The initial version went like this:

$uc = $true; 
[string]::Concat(($t.ToCharArray() | % { 
  if ($uc) { ($_ -as [string]).ToUpper(); $uc = $false; } 
  elseif ($_ -eq '_') { $uc = $true; } 
  else { ($_ -as [string]).ToLower();} 
}))

This is a straightforward translation of the requirements: Walk through the string one character at a time. Capitalize the first letter and any letter that follows an underscore. Everything else becomes lowercase.

I countered with this crazy one-liner:

(Get-Culture).TextInfo.ToTitleCase(($t.ToLower() -replace "_", " ")) -replace " ", ""

This version cheats like crazy, but hey, we’re code-golfing. It relies on the capitalization rules of the English language, and it assumes that every word starts with a letter.

The idea is to take advantage of To­Title­Case, which capitalizes the first letter of each space-separated word. All we have to do is transform the string into something that we can feed into To­Title­Case.

So start with the string, convert it entirely to lowercase (to avoid the feature of To­Title­Case that preserves all-capitalized words), and change the underscores to spaces.

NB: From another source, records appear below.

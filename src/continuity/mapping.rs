// SPDX-License-Identifier: Apache-2.0
//! Element mapping (\u{00a7}4.11.2): matching this frame's domain elements up
//! against last frame's, so continuity state transfers to the *same*
//! logical element rather than the same array slot.
//!
//! Tried in order, falling back down the list: stable identity, then
//! by-position, then crossfade-on-mismatch as a last resort rather than a
//! hard reset.

use crate::ident::InstanceId;
use rustc_hash::FxHashMap;

/// A stable per-element key within one domain instance. `Identity` values
/// are whatever the domain's authoring tool assigned (e.g. a particle's
/// spawn-order id); `Position` is a pure fallback and carries no identity
/// guarantee across a resize.
#[derive(Clone, Copy, Debug, PartialEq, Eq, Hash)]
pub enum ElementKey {
    Identity(u64),
    Position(u32),
}

/// How this frame's element at `new_index` maps back to last frame's state.
#[derive(Clone, Copy, Debug, PartialEq, Eq)]
pub enum MappingResult {
    /// Matched last frame's element at `old_index`; carry its state forward.
    Matched { old_index: u32 },
    /// No counterpart last frame; this is a newly appeared element.
    New,
    /// Matched by position only, after identity matching failed; callers
    /// should prefer a crossfade policy over a hard snap for these.
    PositionFallback { old_index: u32 },
}

/// Computes a full frame's worth of mapping results, one per `new_keys`
/// entry, by trying identity first and falling back to position.
///
/// `instance` is not used by the mapping logic itself — it is carried so
/// callers can key diagnostics and pooled buffers (\u{00a7}4.11.3) by it without
/// a second lookup.
#[must_use]
pub fn map_elements(
    _instance: InstanceId,
    old_keys: &[ElementKey],
    new_keys: &[ElementKey],
) -> Vec<MappingResult> {
    let mut by_identity: FxHashMap<u64, u32> = FxHashMap::default();
    for (i, k) in old_keys.iter().enumerate() {
        if let ElementKey::Identity(id) = k {
            by_identity.insert(*id, i as u32);
        }
    }

    new_keys
        .iter()
        .enumerate()
        .map(|(new_index, key)| match key {
            ElementKey::Identity(id) => match by_identity.get(id) {
                Some(&old_index) => MappingResult::Matched { old_index },
                None => MappingResult::New,
            },
            ElementKey::Position(_) => {
                let new_index = new_index as u32;
                if (new_index as usize) < old_keys.len() {
                    MappingResult::PositionFallback {
                        old_index: new_index,
                    }
                } else {
                    MappingResult::New
                }
            }
        })
        .collect()
}

#[cfg(test)]
mod tests {
    use super::*;

    fn inst() -> InstanceId {
        InstanceId(crate::ident::anchor_id("instance", b"", "particles"))
    }

    #[test]
    fn identity_keys_match_regardless_of_reordering() {
        let old = vec![ElementKey::Identity(1), ElementKey::Identity(2)];
        let new = vec![ElementKey::Identity(2), ElementKey::Identity(1)];
        let result = map_elements(inst(), &old, &new);
        assert_eq!(result[0], MappingResult::Matched { old_index: 1 });
        assert_eq!(result[1], MappingResult::Matched { old_index: 0 });
    }

    #[test]
    fn unmatched_identity_is_new() {
        let old = vec![ElementKey::Identity(1)];
        let new = vec![ElementKey::Identity(99)];
        let result = map_elements(inst(), &old, &new);
        assert_eq!(result[0], MappingResult::New);
    }

    #[test]
    fn position_keys_fall_back_to_index_when_in_range() {
        let old = vec![ElementKey::Identity(1), ElementKey::Identity(2)];
        let new = vec![ElementKey::Position(0), ElementKey::Position(5)];
        let result = map_elements(inst(), &old, &new);
        assert_eq!(result[0], MappingResult::PositionFallback { old_index: 0 });
        assert_eq!(result[1], MappingResult::New);
    }
}
// SPDX-License-Identifier: Apache-2.0
//! Time resolution (\u{00a7}4.5).
//!
//! Exactly one `TimeRoot` block must exist in the patch. It declares a time
//! model (`infinite`, `finite`, or `driven`) and this pass derives the
//! canonical time rails every other block may read: `dt`, `phaseA`,
//! `phaseB`, optional `wrapEvent`, `progress01`. Rails may be driven
//! (parameters latched one frame) or overridden (output replaced by a patch
//! signal) but never fed back instantaneously — that is an algebraic loop.

use crate::ident::BlockId;
use crate::ir::TimeModel;
use crate::patch::normalize::NormalizedPatch;
use thiserror::Error;

pub const TIME_ROOT_KIND: &str = "TimeRoot";

/// The resolved time authority for a compiled program.
#[derive(Clone, Debug)]
pub struct ResolvedTime {
    pub root_block: BlockId,
    pub model: TimeModel,
    pub has_wrap_event: bool,
}

#[derive(Debug, Error, Clone, PartialEq, Eq)]
pub enum TimeResolveError {
    #[error("patch has no TimeRoot block")]
    NoTimeRoot,
    #[error("patch has multiple TimeRoot blocks: {0:?}")]
    MultipleTimeRoots(Vec<BlockId>),
    /// A rail was fed back into one of its own driving parameters within the
    /// same frame, rather than latched or overridden (\u{00a7}4.5 Rule).
    #[error("algebraic loop at time instant through rail consumer {0:?}")]
    AlgebraicLoop(BlockId),
}

/// Finds the single `TimeRoot` block and derives its time model.
///
/// # Errors
/// [`TimeResolveError::NoTimeRoot`] / [`MultipleTimeRoots`](TimeResolveError::MultipleTimeRoots)
/// if the patch doesn't declare exactly one, and
/// [`AlgebraicLoop`](TimeResolveError::AlgebraicLoop) if a rail consumer feeds
/// its own rail input without going through a memory-boundary primitive
/// (\u{00a7}4.6) in the same tick.
pub fn resolve(patch: &NormalizedPatch) -> Result<ResolvedTime, TimeResolveError> {
    let roots: Vec<&crate::patch::Block> = patch
        .blocks
        .iter()
        .filter(|b| b.kind == TIME_ROOT_KIND)
        .collect();

    match roots.len() {
        0 => Err(TimeResolveError::NoTimeRoot),
        1 => {
            let root = roots[0];
            let model = parse_model(root);
            let has_wrap_event = matches!(model, TimeModel::Finite { .. });
            check_no_instantaneous_feedback(patch, root.id)?;
            Ok(ResolvedTime {
                root_block: root.id,
                model,
                has_wrap_event,
            })
        }
        _ => Err(TimeResolveError::MultipleTimeRoots(
            roots.iter().map(|b| b.id).collect(),
        )),
    }
}

fn parse_model(root: &crate::patch::Block) -> TimeModel {
    use crate::patch::ParamValue;
    match root.params.get("mode") {
        Some(ParamValue::Text(t)) if t == "finite" => {
            let period_ms = match root.params.get("period_ms") {
                Some(ParamValue::Float(f)) => *f,
                Some(ParamValue::Int(i)) => *i as f64,
                _ => 1000.0,
            };
            TimeModel::Finite { period_ms }
        }
        Some(ParamValue::Text(t)) if t == "driven" => TimeModel::Driven,
        _ => {
            let speed = match root.params.get("speed") {
                Some(ParamValue::Float(f)) => *f,
                Some(ParamValue::Int(i)) => *i as f64,
                _ => 1.0,
            };
            TimeModel::Infinite { speed }
        }
    }
}

/// A direct edge from the `TimeRoot`'s own rail outputs back into one of its
/// own parameter inputs, with no memory-boundary primitive between them,
/// forms an algebraic loop at the same time instant (\u{00a7}4.5). This check is
/// a direct-edge approximation: the full cycle-legality analysis (which
/// would also catch longer paths) runs later in
/// [`crate::compiler::dependency_graph`]; this pass only rejects the
/// specific zero-hop case the spec calls out ("never be fed back
/// instantaneously") before that broader pass even runs.
fn check_no_instantaneous_feedback(
    patch: &NormalizedPatch,
    root: BlockId,
) -> Result<(), TimeResolveError> {
    for edge in &patch.edges {
        if edge.enabled && edge.from_block == root && edge.to_block == root {
            return Err(TimeResolveError::AlgebraicLoop(root));
        }
    }
    Ok(())
}
//! Shared patch-building helpers for the integration tests in this directory.
//! Every helper builds blocks by hand rather than through a host-side DSL —
//! there is no authoring layer in this crate, only the `Patch` data model
//! itself — so these mirror what a real host's compiler frontend would emit.

use oscilla::ident::{anchor_id, BlockId, InstanceId};
use oscilla::patch::{Block, CombineMode, Edge, ParamValue, Patch, Port};
use oscilla::types::{CanonicalType, Extent, Payload};
use rustc_hash::FxHashMap;

#[must_use]
pub fn block_id(tag: &str) -> BlockId {
    BlockId(anchor_id("block", b"", tag))
}

#[must_use]
pub fn instance_id(tag: &str) -> InstanceId {
    InstanceId(anchor_id("instance", b"", tag))
}

/// A `TimeRoot` block exposing every rail a test might read, wired or not.
#[must_use]
pub fn time_root(tag: &str, mode: &str, period_ms: f64, speed: f64) -> Block {
    let mut params: FxHashMap<String, ParamValue> = FxHashMap::default();
    params.insert("mode".to_string(), ParamValue::Text(mode.to_string()));
    params.insert("period_ms".to_string(), ParamValue::Float(period_ms));
    params.insert("speed".to_string(), ParamValue::Float(speed));
    let signal = CanonicalType::concrete(Payload::Float, Extent::signal());
    Block {
        id: block_id(tag),
        kind: "TimeRoot".to_string(),
        params,
        input_ports: vec![],
        output_ports: vec![
            Port { id: "dt".to_string(), declared_type: signal },
            Port { id: "phaseA".to_string(), declared_type: signal },
            Port { id: "phaseB".to_string(), declared_type: signal },
            Port { id: "wrapEvent".to_string(), declared_type: signal },
            Port { id: "progress01".to_string(), declared_type: signal },
        ],
        display_name: None,
    }
}

/// A `RenderInstances` block with `position`/`color` field-typed input ports
/// and no `shape`/`size`/`rotation`/`scale2` ports, so it lowers to a single
/// uniform-topology render step. Left unwired, `position`/`color` pick up
/// whatever the default-source table resolves to for their payload.
#[must_use]
pub fn render_instances(tag: &str, instance: InstanceId) -> Block {
    Block {
        id: block_id(tag),
        kind: "RenderInstances".to_string(),
        params: FxHashMap::default(),
        input_ports: vec![
            Port {
                id: "position".to_string(),
                declared_type: CanonicalType::concrete(Payload::Vec2, Extent::field(instance)),
            },
            Port {
                id: "color".to_string(),
                declared_type: CanonicalType::concrete(Payload::Color, Extent::field(instance)),
            },
        ],
        output_ports: vec![],
        display_name: None,
    }
}

/// An `Array` block emitting a single intrinsic over `instance`'s domain.
#[must_use]
pub fn array_block(tag: &str, instance: InstanceId, intrinsic: &str, payload: Payload) -> Block {
    let mut params: FxHashMap<String, ParamValue> = FxHashMap::default();
    params.insert("intrinsic".to_string(), ParamValue::Text(intrinsic.to_string()));
    Block {
        id: block_id(tag),
        kind: "Array".to_string(),
        params,
        input_ports: vec![],
        output_ports: vec![Port {
            id: "out".to_string(),
            declared_type: CanonicalType::concrete(payload, Extent::field(instance)),
        }],
        display_name: None,
    }
}

/// A stateful `Phasor`/`Accumulator` block with one `rate`/`freq` param and a
/// single signal-typed `out` port.
#[must_use]
pub fn rate_block(tag: &str, kind: &str, rate_param: &str, rate: f64) -> Block {
    let mut params: FxHashMap<String, ParamValue> = FxHashMap::default();
    params.insert(rate_param.to_string(), ParamValue::Float(rate));
    Block {
        id: block_id(tag),
        kind: kind.to_string(),
        params,
        input_ports: vec![],
        output_ports: vec![Port {
            id: "out".to_string(),
            declared_type: CanonicalType::concrete(Payload::Float, Extent::signal()),
        }],
        display_name: None,
    }
}

/// A `Const` block with a single Float signal `out` port.
#[must_use]
pub fn const_block(tag: &str, value: f64) -> Block {
    let mut params: FxHashMap<String, ParamValue> = FxHashMap::default();
    params.insert("value".to_string(), ParamValue::Float(value));
    Block {
        id: block_id(tag),
        kind: "Const".to_string(),
        params,
        input_ports: vec![],
        output_ports: vec![Port {
            id: "out".to_string(),
            declared_type: CanonicalType::concrete(Payload::Float, Extent::signal()),
        }],
        display_name: None,
    }
}

/// A Float-signal block taking the two named input ports (e.g.
/// `SampleAndHold`'s `value`/`trigger`) and a single `out` port.
#[must_use]
pub fn binary_block(tag: &str, kind: &str, port_a: &str, port_b: &str) -> Block {
    let signal = CanonicalType::concrete(Payload::Float, Extent::signal());
    Block {
        id: block_id(tag),
        kind: kind.to_string(),
        params: FxHashMap::default(),
        input_ports: vec![
            Port { id: port_a.to_string(), declared_type: signal },
            Port { id: port_b.to_string(), declared_type: signal },
        ],
        output_ports: vec![Port { id: "out".to_string(), declared_type: signal }],
        display_name: None,
    }
}

/// A Float-signal block taking one named `in` port and a single `out` port
/// (e.g. `Slew`/`Lag`/`UnitDelay`), with optional extra params.
#[must_use]
pub fn unary_block(tag: &str, kind: &str, params: FxHashMap<String, ParamValue>) -> Block {
    let signal = CanonicalType::concrete(Payload::Float, Extent::signal());
    Block {
        id: block_id(tag),
        kind: kind.to_string(),
        params,
        input_ports: vec![Port { id: "in".to_string(), declared_type: signal }],
        output_ports: vec![Port { id: "out".to_string(), declared_type: signal }],
        display_name: None,
    }
}

#[must_use]
pub fn edge(from: BlockId, from_port: &str, to: BlockId, to_port: &str) -> Edge {
    Edge {
        from_block: from,
        from_port: from_port.to_string(),
        to_block: to,
        to_port: to_port.to_string(),
        combine_mode: CombineMode::WriterWins,
        enabled: true,
    }
}

#[must_use]
pub fn patch(blocks: Vec<Block>, edges: Vec<Edge>) -> Patch {
    Patch { blocks, edges }
}
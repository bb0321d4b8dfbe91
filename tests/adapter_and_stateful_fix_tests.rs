//! Regression coverage for the adapter insertion and stateful-primitive
//! lowering bugs a maintainer review flagged: vec2<->vec3 adapters mis-sizing
//! their output lanes, float->int adapters truncating instead of rounding,
//! `Lag`/`Slew` ignoring `dt`, and `SampleAndHold` re-sampling on every frame
//! a level trigger stays high.

mod support;

use oscilla::compiler::adapter::rule_table;
use oscilla::compiler::{compile, CompileOptions};
use oscilla::ident::{anchor_id, BlockId};
use oscilla::ir::CompiledProgram;
use oscilla::patch::{Block, CombineMode, Edge, ParamValue, Port};
use oscilla::runtime::{run_frame, LoadStrategy, RuntimeState};
use oscilla::types::{Axis, CanonicalType, Extent, Payload};
use rustc_hash::FxHashMap;

/// Replicates `adapter::insert_adapters`'s id derivation so a test can find
/// the synthesized adapter block without the compiler exposing it directly.
fn adapter_block_id(from: BlockId, to: BlockId, rule_id: &str, from_port: &str, to_port: &str) -> BlockId {
    let anchor = [from.0.as_slice(), to.0.as_slice()].concat();
    BlockId(anchor_id("adapter", &anchor, &format!("{rule_id}:{from_port}:{to_port}")))
}

fn stride_of(ty: &CanonicalType) -> usize {
    match ty.payload {
        Axis::Inst(p) => p.float_stride().unwrap_or(1) as usize,
        Axis::Var(_) => 1,
    }
}

fn read_f32_lanes(program: &CompiledProgram, rt: &RuntimeState, block: BlockId, port: &str) -> Vec<f32> {
    let slot = program.debug_index.port_bindings[&(block, port.to_string())];
    let meta = program.slot_meta(slot);
    let stride = stride_of(&meta.ty);
    (0..stride).map(|l| rt.banks.f32[meta.offset as usize + l]).collect()
}

fn read_i32(program: &CompiledProgram, rt: &RuntimeState, block: BlockId, port: &str) -> i32 {
    let slot = program.debug_index.port_bindings[&(block, port.to_string())];
    let meta = program.slot_meta(slot);
    rt.banks.i32[meta.offset as usize]
}

fn read_f64(program: &CompiledProgram, rt: &RuntimeState, block: BlockId, port: &str) -> f64 {
    let slot = program.debug_index.port_bindings[&(block, port.to_string())];
    let meta = program.slot_meta(slot);
    rt.banks.f64[meta.offset as usize]
}

fn vec_block(tag: &str, payload: Payload, input: bool) -> Block {
    let ty = CanonicalType::concrete(payload, Extent::signal());
    Block {
        id: support::block_id(tag),
        kind: "Const".to_string(),
        params: FxHashMap::default(),
        input_ports: if input {
            vec![Port { id: "in".to_string(), declared_type: ty }]
        } else {
            vec![]
        },
        output_ports: vec![Port { id: "out".to_string(), declared_type: ty }],
        display_name: None,
    }
}

#[test]
fn vec2_to_vec3_adapter_writes_exactly_three_lanes_with_a_zero_z() {
    let src = vec_block("src", Payload::Vec2, false);
    let dst = vec_block("dst", Payload::Vec3, true);
    let src_id = src.id;
    let dst_id = dst.id;
    let e = Edge {
        from_block: src_id,
        from_port: "out".to_string(),
        to_block: dst_id,
        to_port: "in".to_string(),
        combine_mode: CombineMode::WriterWins,
        enabled: true,
    };
    let p = support::patch(
        vec![support::time_root("time", "infinite", 1000.0, 1.0), src, dst],
        vec![e],
    );
    let program = compile(&p, &CompileOptions::default()).unwrap();
    let mut rt = RuntimeState::new();
    rt.load_program(&program, LoadStrategy::Fresh);
    run_frame(&mut rt, &program, 0.0, None);

    let rule_id = rule_table()
        .iter()
        .find(|r| r.id == "vec2_to_vec3")
        .unwrap()
        .id;
    let adapter_id = adapter_block_id(src_id, dst_id, rule_id, "out", "in");
    let lanes = read_f32_lanes(&program, &rt, adapter_id, "out");
    assert_eq!(lanes.len(), 3, "stride must match the allocated Vec3 slot, not a repeated-lane overrun");
    assert_eq!(lanes[2], 0.0, "z must be padded with 0, not the x lane repeated by zip_lanes's fallback");
}

#[test]
fn vec3_to_vec2_adapter_writes_exactly_two_lanes_dropping_z() {
    let src = vec_block("src", Payload::Vec3, false);
    let dst = vec_block("dst", Payload::Vec2, true);
    let src_id = src.id;
    let dst_id = dst.id;
    let e = Edge {
        from_block: src_id,
        from_port: "out".to_string(),
        to_block: dst_id,
        to_port: "in".to_string(),
        combine_mode: CombineMode::WriterWins,
        enabled: true,
    };
    let p = support::patch(
        vec![support::time_root("time", "infinite", 1000.0, 1.0), src, dst],
        vec![e],
    );
    let program = compile(&p, &CompileOptions::default()).unwrap();
    let mut rt = RuntimeState::new();
    rt.load_program(&program, LoadStrategy::Fresh);
    run_frame(&mut rt, &program, 0.0, None);

    let rule_id = rule_table()
        .iter()
        .find(|r| r.id == "vec3_to_vec2")
        .unwrap()
        .id;
    let adapter_id = adapter_block_id(src_id, dst_id, rule_id, "out", "in");
    let lanes = read_f32_lanes(&program, &rt, adapter_id, "out");
    assert_eq!(lanes.len(), 2, "stride must match the allocated Vec2 slot, never the source's 3 lanes");
}

#[test]
fn float_to_int_adapter_rounds_rather_than_truncating() {
    let src = support::const_block("src", 2.9);
    let dst = vec_block("dst", Payload::Int, true);
    let src_id = src.id;
    let dst_id = dst.id;
    let e = Edge {
        from_block: src_id,
        from_port: "out".to_string(),
        to_block: dst_id,
        to_port: "in".to_string(),
        combine_mode: CombineMode::WriterWins,
        enabled: true,
    };
    let p = support::patch(
        vec![support::time_root("time", "infinite", 1000.0, 1.0), src, dst],
        vec![e],
    );
    let program = compile(&p, &CompileOptions::default()).unwrap();
    let mut rt = RuntimeState::new();
    rt.load_program(&program, LoadStrategy::Fresh);
    run_frame(&mut rt, &program, 0.0, None);

    let rule_id = rule_table().iter().find(|r| r.id == "float_to_int").unwrap().id;
    let adapter_id = adapter_block_id(src_id, dst_id, rule_id, "out", "in");
    assert_eq!(read_i32(&program, &rt, adapter_id, "out"), 3);
}

#[test]
fn slew_scales_its_blend_by_dt_rather_than_a_fixed_coefficient() {
    let mut params = FxHashMap::default();
    params.insert("tauMs".to_string(), ParamValue::Float(100.0));
    let src = support::const_block("src", 10.0);
    let slew = support::unary_block("slew", "Slew", params);
    let slew_id = slew.id;
    let e = support::edge(src.id, "out", slew_id, "in");
    let p = support::patch(
        vec![support::time_root("time", "infinite", 1000.0, 1.0), src, slew],
        vec![e],
    );
    let program = compile(&p, &CompileOptions::default()).unwrap();

    let mut rt_fast = RuntimeState::new();
    rt_fast.load_program(&program, LoadStrategy::Fresh);
    run_frame(&mut rt_fast, &program, 10.0, None);
    let small_dt_value = read_f64(&program, &rt_fast, slew_id, "out");

    let mut rt_slow = RuntimeState::new();
    rt_slow.load_program(&program, LoadStrategy::Fresh);
    run_frame(&mut rt_slow, &program, 500.0, None);
    let large_dt_value = read_f64(&program, &rt_slow, slew_id, "out");

    assert!(small_dt_value > 0.0 && small_dt_value < large_dt_value);
    assert!(large_dt_value < 10.0);
}

#[test]
fn lag_moves_at_different_rates_rising_versus_falling() {
    // Same rise/fall constants (rise fast, fall slow) on both programs; only
    // the target's sign differs, which selects which constant governs. If
    // `Lag` ignored the distinction (as the old single-arm lowering did) both
    // would move by the same fraction of their target.
    let build = |target: f64| {
        let mut params = FxHashMap::default();
        params.insert("riseTauMs".to_string(), ParamValue::Float(50.0));
        params.insert("fallTauMs".to_string(), ParamValue::Float(5000.0));
        let src = support::const_block("src", target);
        let lag = support::unary_block("lag", "Lag", params);
        let lag_id = lag.id;
        let e = support::edge(src.id, "out", lag_id, "in");
        let p = support::patch(
            vec![support::time_root("time", "infinite", 1000.0, 1.0), src, lag],
            vec![e],
        );
        let program = compile(&p, &CompileOptions::default()).unwrap();
        let mut rt = RuntimeState::new();
        rt.load_program(&program, LoadStrategy::Fresh);
        run_frame(&mut rt, &program, 100.0, None);
        read_f64(&program, &rt, lag_id, "out")
    };

    let rising = build(10.0); // diff > 0: fast rise tau governs, should move far
    let falling = build(-10.0); // diff < 0: slow fall tau governs, should barely move

    assert!(rising > 5.0, "fast rise tau should move most of the way to target in one frame");
    assert!(falling.abs() < 1.0, "slow fall tau should barely move in the same frame");
}

#[test]
fn sample_and_hold_latches_once_and_ignores_a_sustained_high_trigger() {
    let trigger = support::const_block("trigger", 1.0);
    let sh = support::binary_block("sh", "SampleAndHold", "value", "trigger");
    let sh_id = sh.id;
    let time = support::time_root("time", "infinite", 1000.0, 1.0);
    let time_id = time.id;
    let e_value = support::edge(time_id, "phaseA", sh_id, "value");
    let e_trigger = support::edge(trigger.id, "out", sh_id, "trigger");
    let p = support::patch(vec![time, trigger, sh], vec![e_value, e_trigger]);
    let program = compile(&p, &CompileOptions::default()).unwrap();
    let mut rt = RuntimeState::new();
    rt.load_program(&program, LoadStrategy::Fresh);

    run_frame(&mut rt, &program, 200.0, None);
    let latched = read_f64(&program, &rt, sh_id, "out");
    assert!((latched - 0.2).abs() < 1e-9);

    // `value` (phaseA) keeps changing every frame, but `trigger` never falls
    // back below the threshold, so the held output must stay put.
    run_frame(&mut rt, &program, 400.0, None);
    assert!((read_f64(&program, &rt, sh_id, "out") - latched).abs() < 1e-9);

    run_frame(&mut rt, &program, 600.0, None);
    assert!((read_f64(&program, &rt, sh_id, "out") - latched).abs() < 1e-9);
}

Now we can ask To­Title­Case to capitalize the first letter of each word. Then we compress out the spaces with a final -replace.

A less crazy version would be something like this:

[regex]::replace($t.ToLower(), '(^|_)(.)', { $args[0].Groups[2].Value.ToUpper()})

First, we convert the entire string to lowercase. Then we search for each character that comes after an underscore (considering the first character of the string to be after an imaginary leading underscore) and capitalize it. The underscore itself is not returned, which causes it to vanish.

 

Topics
Code

Author

Raymond has been involved in the evolution of Windows for more than 30 years. In 2003, he began a Web site known as The Old New Thing which has grown in popularity far beyond his wildest imagination, a development which still gives him the heebie-jeebies. The Web site spawned a book, coincidentally also titled The Old New Thing (Addison Wesley 2007). He occasionally appears on the Windows Dev Docs Twitter account to tell stories which convey no useful information.

15 comments

Discussion is closed. Login to edit/delete existing comments.

  • Nick

    Can’t you get away with skipping the underscore to space step?  Some quick testing seems to show that ToTitleCase will also treat underscores as word separators:

    (Get-Culture).TextInfo.ToTitleCase($t.ToLower()).Replace(“_”,””)

    seems to work correctly.  Is there a corner case I’m missing?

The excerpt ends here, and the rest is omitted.